Il nome deriva da Amatrice, luogo dove ebbe origine la ricetta. Inizialmente l’amatriciana era senza sugo - l’attuale Gricia - ed era alla base della gastronomia pastorizia grazie alla sua semplicità nella preparazione.
Ingredienti: Bucatini, guanciale di maiale, pomodori ben maturi, pecorino non troppo saporito, olio d’oliva, mezzo bicchiere di vino, peperoncino e sale. Fate rosolare bene il guanciale con olio e peperoncino e bagnate con il vino. Tenete da parte il guanciale e aggiungete i pomodori sbollentati, senza semi e buccia, alla base di cottura. Alla fine rimettete il guanciale e il sugo è pronto. La pasta deve essere cotta al dente e condita con il pecorino e il sugo ben caldo.
Andrea
02 ott 2006 - 10:35 - #1Io non metterei a soffriggere nell’olio il guaciale.

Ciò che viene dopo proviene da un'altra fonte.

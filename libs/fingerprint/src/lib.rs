//! Ephemeral fingerprint ledger backing message and receipt dedup.
//!
//! A fingerprint maps a key derived from the channel and sender (and, for
//! receipts, the provider's external id) to the UUID and text of the last
//! submission seen under that key. Entries expire after the dedup window and
//! are overwritten by the next submission with the same key.
//!
//! The cache is an optimization: an unavailable or slow store is reported as
//! "not seen" and never blocks or fails ingestion.

use std::{collections::HashMap, sync::Arc, time::Duration};

use async_nats::jetstream::{
    Context as JsContext,
    context::KeyValueErrorKind,
    kv::{self},
};
use async_trait::async_trait;
use inlet_telemetry::{TelemetryLabels, record_counter};
use sha2::{Digest, Sha256};
use thiserror::Error;
use time::OffsetDateTime;
use tokio::sync::RwLock;
use tracing::{debug, instrument, warn};
use uuid::Uuid;

/// Length of a hyphenated UUID plus the `|` separator.
const VALUE_PREFIX_LEN: usize = 37;

/// Size at which the in-memory store sweeps expired entries on write.
const PURGE_THRESHOLD: usize = 4096;

#[derive(Debug, Error)]
pub enum FingerprintError {
    #[error("fingerprint store unavailable: {0}")]
    Unavailable(String),
    #[error("fingerprint store timed out after {0:?}")]
    Timeout(Duration),
}

/// What was recorded for a key: the UUID the submission was stored under and its text.
#[derive(Debug, Clone, PartialEq, Eq)]
pub struct Fingerprint {
    pub uuid: Uuid,
    pub text: String,
}

impl Fingerprint {
    fn encode(&self) -> String {
        format!("{}|{}", self.uuid, self.text)
    }

    fn decode(raw: &str) -> Option<Self> {
        if raw.len() < VALUE_PREFIX_LEN || !raw.is_char_boundary(VALUE_PREFIX_LEN) {
            return None;
        }
        let (head, text) = raw.split_at(VALUE_PREFIX_LEN);
        let uuid = head.strip_suffix('|')?.parse().ok()?;
        Some(Self {
            uuid,
            text: text.to_string(),
        })
    }
}

/// Contract implemented by fingerprint backends.
#[async_trait]
pub trait FingerprintStore: Send + Sync {
    async fn get(&self, key: &str) -> Result<Option<String>, FingerprintError>;
    /// Stores `value` under `key`, replacing any previous value.
    async fn set(&self, key: &str, value: String, ttl: Duration) -> Result<(), FingerprintError>;
    async fn remove(&self, key: &str) -> Result<(), FingerprintError>;
}

pub type SharedFingerprintStore = Arc<dyn FingerprintStore>;

/// Process-local store used in tests or when JetStream is unavailable.
#[derive(Clone, Default)]
pub struct InMemoryFingerprintStore {
    inner: Arc<RwLock<HashMap<String, (String, OffsetDateTime)>>>,
}

impl InMemoryFingerprintStore {
    pub fn new() -> Self {
        Self::default()
    }
}

#[async_trait]
impl FingerprintStore for InMemoryFingerprintStore {
    async fn get(&self, key: &str) -> Result<Option<String>, FingerprintError> {
        let now = OffsetDateTime::now_utc();
        let guard = self.inner.read().await;
        Ok(guard
            .get(key)
            .filter(|(_, expires)| *expires > now)
            .map(|(value, _)| value.clone()))
    }

    async fn set(&self, key: &str, value: String, ttl: Duration) -> Result<(), FingerprintError> {
        let now = OffsetDateTime::now_utc();
        let mut guard = self.inner.write().await;
        if guard.len() >= PURGE_THRESHOLD {
            guard.retain(|_, (_, expires)| *expires > now);
        }
        guard.insert(key.to_string(), (value, now + ttl));
        Ok(())
    }

    async fn remove(&self, key: &str) -> Result<(), FingerprintError> {
        self.inner.write().await.remove(key);
        Ok(())
    }
}

/// JetStream key-value backed store.
///
/// Expiry is configured once on the bucket (`max_age`), so the per-call TTL
/// is ignored. Keys are hashed because KV keys only allow a restricted
/// character set while fingerprints embed arbitrary addresses.
pub struct NatsKvFingerprintStore {
    bucket: kv::Store,
}

impl NatsKvFingerprintStore {
    /// Opens the bucket, creating it with `window` as max age when missing.
    pub async fn new(js: &JsContext, namespace: &str, window: Duration) -> Result<Self, FingerprintError> {
        let bucket = match js.get_key_value(namespace).await {
            Ok(store) => store,
            Err(err) if err.kind() == KeyValueErrorKind::GetBucket => js
                .create_key_value(kv::Config {
                    bucket: namespace.to_string(),
                    history: 1,
                    max_age: window,
                    ..Default::default()
                })
                .await
                .map_err(|e| {
                    FingerprintError::Unavailable(format!("create bucket {namespace}: {e}"))
                })?,
            Err(err) => return Err(FingerprintError::Unavailable(err.to_string())),
        };
        Ok(Self { bucket })
    }

    fn kv_key(key: &str) -> String {
        hex::encode(Sha256::digest(key.as_bytes()))
    }
}

#[async_trait]
impl FingerprintStore for NatsKvFingerprintStore {
    async fn get(&self, key: &str) -> Result<Option<String>, FingerprintError> {
        let entry = self
            .bucket
            .get(Self::kv_key(key))
            .await
            .map_err(|e| FingerprintError::Unavailable(e.to_string()))?;
        Ok(entry.map(|bytes| String::from_utf8_lossy(&bytes).into_owned()))
    }

    async fn set(&self, key: &str, value: String, _ttl: Duration) -> Result<(), FingerprintError> {
        self.bucket
            .put(Self::kv_key(key), value.into())
            .await
            .map(|_| ())
            .map_err(|e| FingerprintError::Unavailable(e.to_string()))
    }

    async fn remove(&self, key: &str) -> Result<(), FingerprintError> {
        self.bucket
            .delete(Self::kv_key(key))
            .await
            .map_err(|e| FingerprintError::Unavailable(e.to_string()))
    }
}

/// Configuration derived at runtime.
#[derive(Debug, Clone)]
pub struct FingerprintConfig {
    pub window: Duration,
    pub timeout: Duration,
    pub namespace: String,
}

impl Default for FingerprintConfig {
    fn default() -> Self {
        Self {
            window: Duration::from_secs(30),
            timeout: Duration::from_millis(250),
            namespace: "inlet-fingerprints".to_string(),
        }
    }
}

impl FingerprintConfig {
    pub fn from_env() -> Self {
        let mut cfg = Self::default();
        if let Some(secs) = env_u64("INLET_DEDUP_WINDOW_SECS") {
            cfg.window = Duration::from_secs(secs.max(1));
        }
        if let Some(ms) = env_u64("INLET_CACHE_TIMEOUT_MS") {
            cfg.timeout = Duration::from_millis(ms.max(1));
        }
        if let Ok(ns) = std::env::var("INLET_FINGERPRINT_BUCKET") {
            if !ns.trim().is_empty() {
                cfg.namespace = ns;
            }
        }
        cfg
    }
}

fn env_u64(name: &str) -> Option<u64> {
    std::env::var(name).ok()?.trim().parse().ok()
}

/// Dedup front end used by the orchestrator and the status notifier.
#[derive(Clone)]
pub struct FingerprintCache {
    store: SharedFingerprintStore,
    window: Duration,
    timeout: Duration,
}

impl FingerprintCache {
    pub fn new(store: SharedFingerprintStore, config: &FingerprintConfig) -> Self {
        Self {
            store,
            window: config.window,
            timeout: config.timeout,
        }
    }

    pub fn in_memory(config: &FingerprintConfig) -> Self {
        Self::new(Arc::new(InMemoryFingerprintStore::new()), config)
    }

    /// Looks up `key`. Misses, store errors and timeouts all return `None`.
    #[instrument(name = "fingerprint.lookup", skip(self), fields(key = %key))]
    pub async fn lookup(&self, key: &str) -> Option<Fingerprint> {
        let raw = match tokio::time::timeout(self.timeout, self.store.get(key)).await {
            Ok(Ok(raw)) => raw?,
            Ok(Err(err)) => {
                warn!(error = %err, "fingerprint lookup failed, treating as unseen");
                record_counter("inlet_fingerprint_errors", 1, &TelemetryLabels::new().kind("get"));
                return None;
            }
            Err(_) => {
                warn!(timeout = ?self.timeout, "fingerprint lookup timed out, treating as unseen");
                record_counter("inlet_fingerprint_errors", 1, &TelemetryLabels::new().kind("timeout"));
                return None;
            }
        };
        let decoded = Fingerprint::decode(&raw);
        if decoded.is_none() {
            debug!("ignoring undecodable fingerprint value");
        }
        decoded
    }

    /// Returns the UUID of the earlier submission when `key` was seen with the
    /// exact same `text`. A different text under the same key is not a duplicate.
    pub async fn seen(&self, key: &str, text: &str) -> Option<Uuid> {
        self.lookup(key)
            .await
            .filter(|prev| prev.text == text)
            .map(|prev| prev.uuid)
    }

    /// Best-effort write; failures are logged and swallowed.
    #[instrument(name = "fingerprint.record", skip(self, text), fields(key = %key))]
    pub async fn record(&self, key: &str, uuid: Uuid, text: &str) {
        let value = Fingerprint {
            uuid,
            text: text.to_string(),
        }
        .encode();
        match tokio::time::timeout(self.timeout, self.store.set(key, value, self.window)).await {
            Ok(Ok(())) => {}
            Ok(Err(err)) => warn!(error = %err, "unable to record fingerprint"),
            Err(_) => warn!(timeout = ?self.timeout, "recording fingerprint timed out"),
        }
    }

    /// Drops a fingerprint so the next identical submission is stored again.
    pub async fn forget(&self, key: &str) {
        match tokio::time::timeout(self.timeout, self.store.remove(key)).await {
            Ok(Ok(())) => {}
            Ok(Err(err)) => warn!(error = %err, key, "unable to clear fingerprint"),
            Err(_) => warn!(key, "clearing fingerprint timed out"),
        }
    }
}

#[cfg(test)]
mod tests {
    use super::*;

    struct BrokenStore;

    #[async_trait]
    impl FingerprintStore for BrokenStore {
        async fn get(&self, _key: &str) -> Result<Option<String>, FingerprintError> {
            Err(FingerprintError::Unavailable("connection refused".into()))
        }
        async fn set(&self, _key: &str, _value: String, _ttl: Duration) -> Result<(), FingerprintError> {
            Err(FingerprintError::Unavailable("connection refused".into()))
        }
        async fn remove(&self, _key: &str) -> Result<(), FingerprintError> {
            Err(FingerprintError::Unavailable("connection refused".into()))
        }
    }

    struct SlowStore;

    #[async_trait]
    impl FingerprintStore for SlowStore {
        async fn get(&self, _key: &str) -> Result<Option<String>, FingerprintError> {
            tokio::time::sleep(Duration::from_secs(60)).await;
            Ok(Some(format!("{}|hi", Uuid::new_v4())))
        }
        async fn set(&self, _key: &str, _value: String, _ttl: Duration) -> Result<(), FingerprintError> {
            tokio::time::sleep(Duration::from_secs(60)).await;
            Ok(())
        }
        async fn remove(&self, _key: &str) -> Result<(), FingerprintError> {
            Ok(())
        }
    }

    #[test]
    fn value_encoding_keeps_pipes_in_text() {
        let fp = Fingerprint {
            uuid: Uuid::new_v4(),
            text: "a|b|c".into(),
        };
        assert_eq!(Fingerprint::decode(&fp.encode()), Some(fp));
        assert_eq!(Fingerprint::decode("short"), None);
        assert_eq!(Fingerprint::decode(&format!("{}xhi", Uuid::new_v4())), None);
    }

    #[tokio::test]
    async fn same_text_is_duplicate_different_text_is_not() {
        let cache = FingerprintCache::in_memory(&FingerprintConfig::default());
        let uuid = Uuid::new_v4();
        assert_eq!(cache.seen("ch:tel:+1", "hi").await, None);
        cache.record("ch:tel:+1", uuid, "hi").await;
        assert_eq!(cache.seen("ch:tel:+1", "hi").await, Some(uuid));
        assert_eq!(cache.seen("ch:tel:+1", "hi there").await, None);
        assert_eq!(cache.seen("ch:tel:+2", "hi").await, None);

        cache.forget("ch:tel:+1").await;
        assert_eq!(cache.seen("ch:tel:+1", "hi").await, None);
    }

    #[tokio::test]
    async fn newer_submission_overwrites_key() {
        let cache = FingerprintCache::in_memory(&FingerprintConfig::default());
        cache.record("k", Uuid::new_v4(), "first").await;
        let second = Uuid::new_v4();
        cache.record("k", second, "second").await;
        assert_eq!(cache.seen("k", "first").await, None);
        assert_eq!(cache.seen("k", "second").await, Some(second));
    }

    #[tokio::test]
    async fn expired_entries_are_not_seen() {
        let store = InMemoryFingerprintStore::new();
        store.inner.write().await.insert(
            "old".into(),
            (
                format!("{}|hi", Uuid::new_v4()),
                OffsetDateTime::now_utc() - time::Duration::seconds(5),
            ),
        );
        assert_eq!(store.get("old").await.unwrap(), None);
    }

    #[tokio::test]
    async fn full_store_sweeps_expired_entries_on_write() {
        let store = InMemoryFingerprintStore::new();
        let expired = OffsetDateTime::now_utc() - time::Duration::seconds(5);
        {
            let mut guard = store.inner.write().await;
            for n in 0..PURGE_THRESHOLD {
                guard.insert(format!("old-{n}"), (String::new(), expired));
            }
        }
        store
            .set("fresh", format!("{}|hi", Uuid::new_v4()), Duration::from_secs(30))
            .await
            .unwrap();
        let guard = store.inner.read().await;
        assert_eq!(guard.len(), 1);
        assert!(guard.contains_key("fresh"));
    }

    #[tokio::test]
    async fn store_errors_read_as_misses() {
        let cache = FingerprintCache::new(Arc::new(BrokenStore), &FingerprintConfig::default());
        assert_eq!(cache.lookup("k").await, None);
        cache.record("k", Uuid::new_v4(), "hi").await;
        cache.forget("k").await;
    }

    #[tokio::test(start_paused = true)]
    async fn slow_store_times_out_as_miss() {
        let cache = FingerprintCache::new(Arc::new(SlowStore), &FingerprintConfig::default());
        assert_eq!(cache.seen("k", "hi").await, None);
        cache.record("k", Uuid::new_v4(), "hi").await;
    }
}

Se lo metti in una padella antiaderente a scaldare per 10 minuti tira fuori il grasso che puoi usare come olio. Viene molto più saporita
nelli
20 feb 2007 - 16:10 - #2mi è capitato di mangiare di recente degli ottimi bucatini all’amatriciana a trastevere. sono favolosi! ma non c’era il guanciale, bensì la pancetta.